Recorded History   (2021Mar07)

Sunday, March 07, 2021                                          5:59 AM

Recorded History   (2021Mar07)

[It’s actually Nov. 1st, 2021, now. Hope you enjoyed your Halloween.]

Here’s something I typed in March. I’m not sure why I didn’t post it, at the time. Probably just some insecurity on my part, as to whether anyone in the world was still interested in anything but the media’s panic attack (read: ‘Special Breaking Report’s w/lots of high-priced air-time):

Russkyia

It’s ironic. (For me, at least—if you had watched the documentary about Suleiman the Magnificent and then looked up “1520: events in England” on Wiki, like I just did, you’d find it ironic too.)

Picture it. It’s the early sixteenth century, let’s say 1520. Suleiman the Magnificent is Sultan of the Ottoman Empire. His reign will see the patronage of the arts, architecture, and poetry. His Empire conquered parts of Europe, so his bench of artisans was varied and deep—including bookbinders.

Now, up to this point, the whole world read on an even playing field: anything important enough to copy multiple times, by hand, was handled by monks, scribes, whatever—writers, that is, but not like we think of writers. Literacy was a rare skill in 1520, even among gentry.

But, in England, in 1520, a guy named William Tynsdale published the first English translation of the Bible in England. Certainly, he had to run away immediately, because Henry VIII may have severed ties with Rome, but he was by no means leading the Reformation—his Clergymen wanted William executed.

After leading them a merry chase, as a lion-hearted English outlaw is wont to do—managing to spread hundreds of English bibles to new Protestant ‘preachers’, whose greatest imperative was piety and poverty—the Church of England clergy got their wish—but it was too late. Tynsdale’s translation was an excellent interpretation from original Greek and Latin texts.

Short decades later, the bible for which William Tynsdale was executed by strangulation (for heresy) and then burned at the stake (for good measure?) became legal, and was widely plagiarized—including large parts of the “King James Version of the Holy Bible” that soon followed.

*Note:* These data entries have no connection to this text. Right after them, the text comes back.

//! # Catalog
//!
//! Suppliers and the index answering "who sells this product, and for how much".
//!
//! ## Example
//!
//! ```rust
//! use sourcing::catalog::{CatalogIndex, Supplier};
//!
//! let suppliers = vec![
//!     Supplier::new("A", 5.0).unwrap().with_product("milk", 2.0).unwrap(),
//!     Supplier::new("B", 3.0)
//!         .unwrap()
//!         .with_product("milk", 2.5)
//!         .unwrap()
//!         .with_product("bread", 1.0)
//!         .unwrap(),
//! ];
//!
//! let index = CatalogIndex::new(&suppliers);
//! assert_eq!(index.eligible_suppliers("milk").unwrap().len(), 2);
//! assert_eq!(index.eligible_suppliers("bread").unwrap()[0].supplier.name(), "B");
//! assert!(index.eligible_suppliers("eggs").is_err());
//! ```

use std::collections::HashMap;

use tracing::debug;

use crate::cart::CartLine;
use crate::error::{Result, SourcingError};

/// An entity offering a priced catalog of products plus one flat shipping fee.
///
/// Fee and prices are validated on insertion and the supplier is never mutated
/// by the optimizer.
#[derive(Debug, Clone, PartialEq)]
pub struct Supplier {
    name: String,
    shipping_fee: f64,
    catalog: HashMap<String, f64>,
}

fn ensure_amount(what: &str, owner: &str, value: f64) -> Result<()> {
    if !value.is_finite() || value < 0.0 {
        return Err(SourcingError::InvalidSupplier(format!(
            "{} of '{}' must be a non-negative number, got {}",
            what, owner, value
        )));
    }
    Ok(())
}

impl Supplier {
    /// Creates a supplier with an empty catalog.
    pub fn new(name: impl Into<String>, shipping_fee: f64) -> Result<Self> {
        let name = name.into().trim().to_string();
        if name.is_empty() {
            return Err(SourcingError::InvalidSupplier(
                "Supplier name cannot be empty".to_string(),
            ));
        }
        ensure_amount("Shipping fee", &name, shipping_fee)?;

        Ok(Self {
            name,
            shipping_fee,
            catalog: HashMap::new(),
        })
    }

    /// Adds (or replaces) a product listing, builder style.
    pub fn with_product(mut self, product: impl Into<String>, unit_price: f64) -> Result<Self> {
        self.insert_product(product, unit_price)?;
        Ok(self)
    }

    /// Adds (or replaces) a product listing and returns the price it replaced.
    pub fn insert_product(
        &mut self,
        product: impl Into<String>,
        unit_price: f64,
    ) -> Result<Option<f64>> {
        let product = product.into().trim().to_string();
        if product.is_empty() {
            return Err(SourcingError::InvalidSupplier(format!(
                "Product name listed by '{}' cannot be empty",
                self.name
            )));
        }
        ensure_amount(&format!("Price of '{}'", product), &self.name, unit_price)?;

        Ok(self.catalog.insert(product, unit_price))
    }

    pub fn name(&self) -> &str {
        &self.name
    }

    pub fn shipping_fee(&self) -> f64 {
        self.shipping_fee
    }

    /// Unit price of `product`, if this supplier carries it.
    pub fn price_of(&self, product: &str) -> Option<f64> {
        self.catalog.get(product).copied()
    }

    /// Iterates over `(product, unit_price)` listings in no particular order.
    pub fn products(&self) -> impl Iterator<Item = (&str, f64)> {
        self.catalog.iter().map(|(name, price)| (name.as_str(), *price))
    }
}

/// One supplier's offer for a product.
#[derive(Debug, Clone, Copy)]
pub struct Offer<'a> {
    pub supplier: &'a Supplier,
    pub unit_price: f64,
}

/// Maps each product name to the suppliers carrying it.
///
/// Offers for a product keep the order of the supplier slice the index was
/// built from, which keeps seeded runs reproducible.
#[derive(Debug, Clone)]
pub struct CatalogIndex<'a> {
    offers: HashMap<&'a str, Vec<Offer<'a>>>,
}

impl<'a> CatalogIndex<'a> {
    /// Builds the index with a single scan over all supplier catalogs.
    pub fn new(suppliers: &'a [Supplier]) -> Self {
        let mut offers: HashMap<&'a str, Vec<Offer<'a>>> = HashMap::new();

        for supplier in suppliers {
            for (product, unit_price) in supplier.products() {
                offers
                    .entry(product)
                    .or_default()
                    .push(Offer { supplier, unit_price });
            }
        }

        debug!(
            suppliers = suppliers.len(),
            products = offers.len(),
            "Catalog index built"
        );

        Self { offers }
    }

    /// Returns the offers for `product`.
    ///
    /// # Errors
    ///
    /// Returns `SourcingError::UnknownProduct` if no supplier carries it.
    pub fn eligible_suppliers(&self, product: &str) -> Result<&[Offer<'a>]> {
        match self.offers.get(product) {
            Some(offers) if !offers.is_empty() => Ok(offers),
            _ => Err(SourcingError::UnknownProduct(product.to_string())),
        }
    }

    /// Resolves the offers of every cart line, in cart order.
    ///
    /// Fails on the first line whose product nobody carries, so callers can
    /// reject a cart before any search work starts.
    pub fn offers_for(&self, cart: &[CartLine]) -> Result<Vec<&[Offer<'a>]>> {
        cart.iter()
            .map(|line| self.eligible_suppliers(line.product()))
            .collect()
    }

    /// Number of distinct products carried by at least one supplier.
    pub fn len(&self) -> usize {
        self.offers.len()
    }

    pub fn is_empty(&self) -> bool {
        self.offers.is_empty()
    }
}

#[cfg(test)]
mod tests {
    use super::*;

    fn suppliers() -> Vec<Supplier> {
        vec![
            Supplier::new("A", 5.0).unwrap().with_product("milk", 2.0).unwrap(),
            Supplier::new("B", 3.0)
                .unwrap()
                .with_product("milk", 2.5)
                .unwrap()
                .with_product("bread", 1.0)
                .unwrap(),
        ]
    }

    #[test]
    fn test_supplier_validation() {
        assert!(Supplier::new("", 1.0).is_err());
        assert!(Supplier::new("A", -1.0).is_err());
        assert!(Supplier::new("A", f64::INFINITY).is_err());
        assert!(Supplier::new("A", 0.0).unwrap().with_product("milk", -0.5).is_err());
        assert!(Supplier::new("A", 0.0).unwrap().with_product(" ", 1.0).is_err());
    }

    #[test]
    fn test_insert_product_reports_replaced_price() {
        let mut supplier = Supplier::new("A", 1.0).unwrap();
        assert_eq!(supplier.insert_product("milk", 2.0).unwrap(), None);
        assert_eq!(supplier.insert_product("milk", 1.5).unwrap(), Some(2.0));
        assert_eq!(supplier.price_of("milk"), Some(1.5));

        let supplier = supplier.with_product("eggs", 3.0).unwrap();
        let mut listed: Vec<(&str, f64)> = supplier.products().collect();
        listed.sort_by(|a, b| a.0.cmp(b.0));
        assert_eq!(listed, vec![("eggs", 3.0), ("milk", 1.5)]);
    }

    #[test]
    fn test_eligible_suppliers_keep_supplier_order() {
        let suppliers = suppliers();
        let index = CatalogIndex::new(&suppliers);

        let milk = index.eligible_suppliers("milk").unwrap();
        let names: Vec<&str> = milk.iter().map(|o| o.supplier.name()).collect();
        assert_eq!(names, vec!["A", "B"]);
        assert_eq!(milk[1].unit_price, 2.5);
        assert_eq!(index.len(), 2);
    }

    #[test]
    fn test_unknown_product() {
        let suppliers = suppliers();
        let index = CatalogIndex::new(&suppliers);

        match index.eligible_suppliers("eggs") {
            Err(SourcingError::UnknownProduct(name)) => assert_eq!(name, "eggs"),
            other => panic!("Expected UnknownProduct, got {:?}", other),
        }
    }

    #[test]
    fn test_offers_for_cart() {
        let suppliers = suppliers();
        let index = CatalogIndex::new(&suppliers);
        let cart = vec![
            CartLine::single("bread").unwrap(),
            CartLine::single("milk").unwrap(),
        ];

        let offers = index.offers_for(&cart).unwrap();
        assert_eq!(offers.len(), 2);
        assert_eq!(offers[0].len(), 1);
        assert_eq!(offers[1].len(), 2);

        let cart = vec![CartLine::single("eggs").unwrap()];
        assert!(index.offers_for(&cart).is_err());
    }
}
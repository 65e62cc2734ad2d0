//! # Loader
//!
//! Reads suppliers, product listings and carts from semicolon-delimited files.
//! Every file starts with a header row, which is skipped; columns are matched
//! by position and every field is trimmed.
//!
//! | File      | Columns                                      |
//! |-----------|----------------------------------------------|
//! | suppliers | `name;shipping_fee`                          |
//! | products  | `category;name;price;quantity;supplier`      |
//! | cart      | `product;quantity`                           |
//!
//! Numeric fields accept a decimal comma (`12,50`).
//!
//! ## Example
//!
//! ```rust
//! use sourcing::loader::{assemble_catalog, read_cart, read_products, read_suppliers};
//!
//! # fn main() -> sourcing::Result<()> {
//! let suppliers = read_suppliers("name;fee\nA;5\nB;3,0\n".as_bytes())?;
//! let listings = read_products(
//!     "category;name;price;quantity;supplier\n\
//!      dairy;milk;2.0;1 l;A\n\
//!      dairy;milk;2,5;1 l;B\n\
//!      bakery;bread;1.0;500 g;B\n"
//!         .as_bytes(),
//! )?;
//! let catalog = assemble_catalog(suppliers, &listings);
//! let cart = read_cart("product;quantity\nmilk;2 l\nbread;1\n".as_bytes())?;
//!
//! assert_eq!(catalog[1].price_of("milk"), Some(2.5));
//! assert_eq!(cart.len(), 2);
//! # Ok(())
//! # }
//! ```

use std::collections::HashMap;
use std::io;
use std::path::Path;

use serde::Deserialize;
use tracing::{debug, warn};

use crate::cart::{CartLine, Quantity};
use crate::catalog::Supplier;
use crate::error::{Result, SourcingError};

/// One row of the products file.
#[derive(Debug, Clone, PartialEq)]
pub struct ProductListing {
    pub category: String,
    pub product: String,
    pub unit_price: f64,
    /// Pack size as listed, e.g. `200 g`. Informational only.
    pub quantity: Option<Quantity>,
    pub supplier: String,
}

#[derive(Debug, Deserialize)]
struct SupplierRow {
    name: String,
    shipping_fee: String,
}

#[derive(Debug, Deserialize)]
struct ProductRow {
    category: String,
    name: String,
    price: String,
    quantity: String,
    supplier: String,
}

#[derive(Debug, Deserialize)]
struct CartRow {
    product: String,
    quantity: String,
}

fn reader_builder() -> csv::ReaderBuilder {
    let mut builder = csv::ReaderBuilder::new();
    builder
        .delimiter(b';')
        .has_headers(true)
        .trim(csv::Trim::All);
    builder
}

/// Deserializes every data row by position, pairing it with its line number.
fn read_rows<T, R>(mut reader: csv::Reader<R>) -> Result<Vec<(u64, T)>>
where
    for<'de> T: Deserialize<'de>,
    R: io::Read,
{
    let mut rows = Vec::new();

    for record in reader.records() {
        let record = record?;
        let line = record.position().map_or(0, |position| position.line());
        let row: T = record.deserialize(None).map_err(|e| SourcingError::Parse {
            line,
            message: e.to_string(),
        })?;
        rows.push((line, row));
    }

    Ok(rows)
}

/// Parses a decimal number that may use a comma as decimal separator.
fn parse_decimal(text: &str, field: &str, line: u64) -> Result<f64> {
    text.replace(',', ".")
        .parse::<f64>()
        .map_err(|_| SourcingError::Parse {
            line,
            message: format!("{} must be a number, got '{}'", field, text),
        })
}

fn parse_error(line: u64) -> impl FnOnce(SourcingError) -> SourcingError {
    move |e| SourcingError::Parse {
        line,
        message: e.to_string(),
    }
}

/// Reads suppliers with empty catalogs.
///
/// # Errors
///
/// Fails on malformed rows, invalid fees and repeated supplier names.
pub fn read_suppliers<R: io::Read>(reader: R) -> Result<Vec<Supplier>> {
    suppliers_from(reader_builder().from_reader(reader))
}

/// Reads suppliers from the file at `path`. See [`read_suppliers`].
pub fn load_suppliers<P: AsRef<Path>>(path: P) -> Result<Vec<Supplier>> {
    suppliers_from(reader_builder().from_path(path)?)
}

fn suppliers_from<R: io::Read>(reader: csv::Reader<R>) -> Result<Vec<Supplier>> {
    let mut suppliers: Vec<Supplier> = Vec::new();

    for (line, row) in read_rows::<SupplierRow, _>(reader)? {
        let fee = parse_decimal(&row.shipping_fee, "Shipping fee", line)?;
        let supplier = Supplier::new(row.name, fee).map_err(parse_error(line))?;

        if suppliers.iter().any(|s| s.name() == supplier.name()) {
            return Err(SourcingError::Parse {
                line,
                message: format!("Supplier '{}' is listed more than once", supplier.name()),
            });
        }
        suppliers.push(supplier);
    }

    debug!(suppliers = suppliers.len(), "Loaded suppliers");
    Ok(suppliers)
}

/// Reads product listings.
///
/// A pack quantity that cannot be split into magnitude and unit is kept as
/// `None` with a warning; it never affects pricing.
///
/// # Errors
///
/// Fails on malformed rows and unparseable prices.
pub fn read_products<R: io::Read>(reader: R) -> Result<Vec<ProductListing>> {
    products_from(reader_builder().from_reader(reader))
}

/// Reads product listings from the file at `path`. See [`read_products`].
pub fn load_products<P: AsRef<Path>>(path: P) -> Result<Vec<ProductListing>> {
    products_from(reader_builder().from_path(path)?)
}

fn products_from<R: io::Read>(reader: csv::Reader<R>) -> Result<Vec<ProductListing>> {
    let listings = read_rows::<ProductRow, _>(reader)?
        .into_iter()
        .map(|(line, row)| {
            let unit_price = parse_decimal(&row.price, "Price", line)?;
            let quantity = Quantity::parse(&row.quantity);
            if quantity.is_none() && !row.quantity.is_empty() {
                warn!(line, quantity = %row.quantity, "Unreadable pack quantity ignored");
            }

            Ok(ProductListing {
                category: row.category,
                product: row.name,
                unit_price,
                quantity,
                supplier: row.supplier,
            })
        })
        .collect::<Result<Vec<_>>>()?;

    debug!(listings = listings.len(), "Loaded product listings");
    Ok(listings)
}

/// Joins product listings onto their suppliers by name.
///
/// Listings naming an unknown supplier, or rejected by the supplier's own
/// validation, are skipped with a warning. When a supplier lists the same
/// product more than once the lowest price is kept.
pub fn assemble_catalog(mut suppliers: Vec<Supplier>, listings: &[ProductListing]) -> Vec<Supplier> {
    let positions: HashMap<String, usize> = suppliers
        .iter()
        .enumerate()
        .map(|(idx, supplier)| (supplier.name().to_string(), idx))
        .collect();

    for listing in listings {
        let Some(&idx) = positions.get(listing.supplier.as_str()) else {
            warn!(
                product = %listing.product,
                supplier = %listing.supplier,
                "Listing skipped: unknown supplier"
            );
            continue;
        };
        let supplier = &mut suppliers[idx];

        if let Some(existing) = supplier.price_of(listing.product.trim()) {
            warn!(
                product = %listing.product,
                supplier = %listing.supplier,
                kept = existing.min(listing.unit_price),
                "Duplicate listing"
            );
            if existing <= listing.unit_price {
                continue;
            }
        }

        if let Err(e) = supplier.insert_product(listing.product.as_str(), listing.unit_price) {
            warn!(error = %e, "Listing skipped");
        }
    }

    suppliers
}

/// Loads suppliers and products and joins them. See [`assemble_catalog`].
pub fn load_catalog<P, Q>(suppliers_path: P, products_path: Q) -> Result<Vec<Supplier>>
where
    P: AsRef<Path>,
    Q: AsRef<Path>,
{
    let suppliers = load_suppliers(suppliers_path)?;
    let listings = load_products(products_path)?;
    Ok(assemble_catalog(suppliers, &listings))
}

/// Reads cart lines in file order.
///
/// # Errors
///
/// Fails on malformed rows, quantities without a leading number and invalid
/// cart lines.
pub fn read_cart<R: io::Read>(reader: R) -> Result<Vec<CartLine>> {
    cart_from(reader_builder().from_reader(reader))
}

/// Reads cart lines from the file at `path`. See [`read_cart`].
pub fn load_cart<P: AsRef<Path>>(path: P) -> Result<Vec<CartLine>> {
    cart_from(reader_builder().from_path(path)?)
}

fn cart_from<R: io::Read>(reader: csv::Reader<R>) -> Result<Vec<CartLine>> {
    let cart = read_rows::<CartRow, _>(reader)?
        .into_iter()
        .map(|(line, row)| {
            let quantity = Quantity::parse(&row.quantity).ok_or_else(|| SourcingError::Parse {
                line,
                message: format!("Quantity must start with a number, got '{}'", row.quantity),
            })?;
            CartLine::new(row.product, quantity).map_err(parse_error(line))
        })
        .collect::<Result<Vec<_>>>()?;

    debug!(lines = cart.len(), "Loaded cart");
    Ok(cart)
}
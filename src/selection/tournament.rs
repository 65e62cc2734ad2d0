use crate::error::{OptionExt, Result, SourcingError};
use crate::rng::RandomNumberGenerator;
use crate::selection::selection_strategy::SelectionStrategy;

/// A selection strategy that picks parents through tournaments.
///
/// Each tournament samples `tournament_size` individuals uniformly at random
/// with replacement and keeps the cheapest one. Ties go to the individual drawn
/// first. The process is repeated once per requested parent, so the same
/// individual may be selected several times.
///
/// The default is a binary tournament.
///
/// # Examples
///
/// ```
/// use sourcing::rng::RandomNumberGenerator;
/// use sourcing::selection::{SelectionStrategy, TournamentSelection};
/// use sourcing::error::Result;
///
/// fn main() -> Result<()> {
///     let costs = vec![9.5, 6.5, 11.0, 7.0];
///     let mut rng = RandomNumberGenerator::from_seed(42);
///
///     let selection = TournamentSelection::default();
///     let parents = selection.select(&costs, 4, Some(&mut rng))?;
///
///     assert_eq!(parents.len(), 4);
///     assert!(parents.iter().all(|&i| i < costs.len()));
///
///     Ok(())
/// }
/// ```
#[derive(Debug, Clone)]
pub struct TournamentSelection {
    tournament_size: usize,
}

impl TournamentSelection {
    /// Creates a new TournamentSelection strategy with the specified tournament size.
    ///
    /// # Errors
    ///
    /// Returns an error if `tournament_size` is 0.
    pub fn new(tournament_size: usize) -> Result<Self> {
        if tournament_size < 1 {
            return Err(SourcingError::InvalidConfiguration(
                "Tournament size must be at least 1".to_string(),
            ));
        }

        Ok(Self { tournament_size })
    }

    pub fn tournament_size(&self) -> usize {
        self.tournament_size
    }

    /// Runs a single tournament and returns the index of the winner.
    fn run_tournament(&self, costs: &[f64], rng: &mut RandomNumberGenerator) -> usize {
        let mut best_idx = rng.gen_index(costs.len());

        for _ in 1..self.tournament_size {
            let idx = rng.gen_index(costs.len());
            if costs[idx] < costs[best_idx] {
                best_idx = idx;
            }
        }

        best_idx
    }
}

impl Default for TournamentSelection {
    fn default() -> Self {
        Self { tournament_size: 2 }
    }
}

impl SelectionStrategy for TournamentSelection {
    fn select(
        &self,
        costs: &[f64],
        num_to_select: usize,
        rng: Option<&mut RandomNumberGenerator>,
    ) -> Result<Vec<usize>> {
        if costs.is_empty() {
            return Err(SourcingError::EmptyPopulation);
        }

        let rng = rng.ok_or_else_sourcing(|| {
            SourcingError::InvalidConfiguration(
                "Tournament selection requires a random number generator".to_string(),
            )
        })?;

        Ok((0..num_to_select)
            .map(|_| self.run_tournament(costs, rng))
            .collect())
    }
}

#[cfg(test)]
mod tests {
    use super::*;

    #[test]
    fn test_tournament_selection() {
        let costs = vec![0.5, 0.8, 0.3, 0.9, 0.1];
        let mut rng = RandomNumberGenerator::from_seed(1);

        let selection = TournamentSelection::default();
        let selected = selection.select(&costs, 10, Some(&mut rng)).unwrap();

        assert_eq!(selected.len(), 10);
        assert!(selected.iter().all(|&i| i < costs.len()));
    }

    #[test]
    fn test_binary_tournament_prefers_cheaper() {
        let costs = vec![1.0, 5.0];
        let mut rng = RandomNumberGenerator::from_seed(7);

        let selection = TournamentSelection::default();
        let selected = selection.select(&costs, 200, Some(&mut rng)).unwrap();

        // Index 1 only wins when it is drawn twice: about a quarter of the time.
        let worst = selected.iter().filter(|&&i| i == 1).count();
        assert!(worst < 100);
        assert!(selected.contains(&0));
    }

    #[test]
    fn test_ties_go_to_the_first_drawn() {
        let costs = vec![2.0, 2.0, 2.0];
        let selection = TournamentSelection::default();

        let mut draws = RandomNumberGenerator::from_seed(99);
        let mut replay = draws.clone();

        let winner = selection.run_tournament(&costs, &mut draws);
        let first_drawn = replay.gen_index(costs.len());
        assert_eq!(winner, first_drawn);
    }

    #[test]
    fn test_tournament_of_whole_population_size_favours_best() {
        let costs = vec![0.5, 0.8, 0.3, 0.9, 0.1];
        let mut rng = RandomNumberGenerator::from_seed(3);

        let selection = TournamentSelection::new(200).unwrap();
        let selected = selection.select(&costs, 20, Some(&mut rng)).unwrap();

        assert!(selected.iter().all(|&i| i == 4));
    }

    #[test]
    fn test_tournament_selection_empty_population() {
        let mut rng = RandomNumberGenerator::from_seed(1);
        let selection = TournamentSelection::default();

        let result = selection.select(&[], 3, Some(&mut rng));
        assert!(matches!(result, Err(SourcingError::EmptyPopulation)));
    }

    #[test]
    fn test_tournament_selection_requires_rng() {
        let selection = TournamentSelection::default();
        assert!(selection.select(&[1.0, 2.0], 1, None).is_err());
    }

    #[test]
    fn test_tournament_selection_invalid_size() {
        assert!(TournamentSelection::new(0).is_err());
        assert_eq!(TournamentSelection::new(3).unwrap().tournament_size(), 3);
    }
}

Meanwhile, the Ottoman Empire is in the ascendant, fully engaged with the scholarship and research of the day, more than a conquering power—a civilizing influence under which much learning and sophistication is achieved.

Nevertheless, the Ottoman Empire got snagged on a technicality—we Westerners may have been brash enough to alter the “Word of God”, and invent movable type, etc. and so on, but the sacred script of the Quran was an entirely different matter. The flowing script of Arabic texts is far less amenable to regimentation than the Roman alphabet.

In the West, printing took off like a shot—and the Bible remains the greatest-selling printed book in history. For the Ottomans, another two centuries would pass before printing in Arabic would become common (and legal) in spite of reading, and trading, in printed books from the West.

It’s a little thing that made so much difference. The fragility felt by Ottomans towards the risk of desecrating the Quran, is much like the furor caused today, when someone dares to depict the Prophet’s portrait. I don’t know much about people from other countries or cultures. But I do know that the Mid-East is the longest occupied strip of dirt in the world—and those folks’ roots go deep—like primordial deep. And I’m not sure Westerners are prepared, or interested, in learning enough about them to keep them from trying to kill us, as a national pastime in some places.

[Okay, now I remember–that psycho ending! What the Hell was I trying to get at? I supposed I was thinking of the ‘modern crusades’, wherein Christians and Muslims consider themselves deadly enemies, regardless of treaties, alliances, or reassurances. And I’ll tell you: Some people just like to Hate–it’s what they focus on, as the point of existence. Lots of Christians and Muslims don’t feel that way–quite the opposite. But the Haters do exist. And we must keep an eye on them–whichever side they hate from.]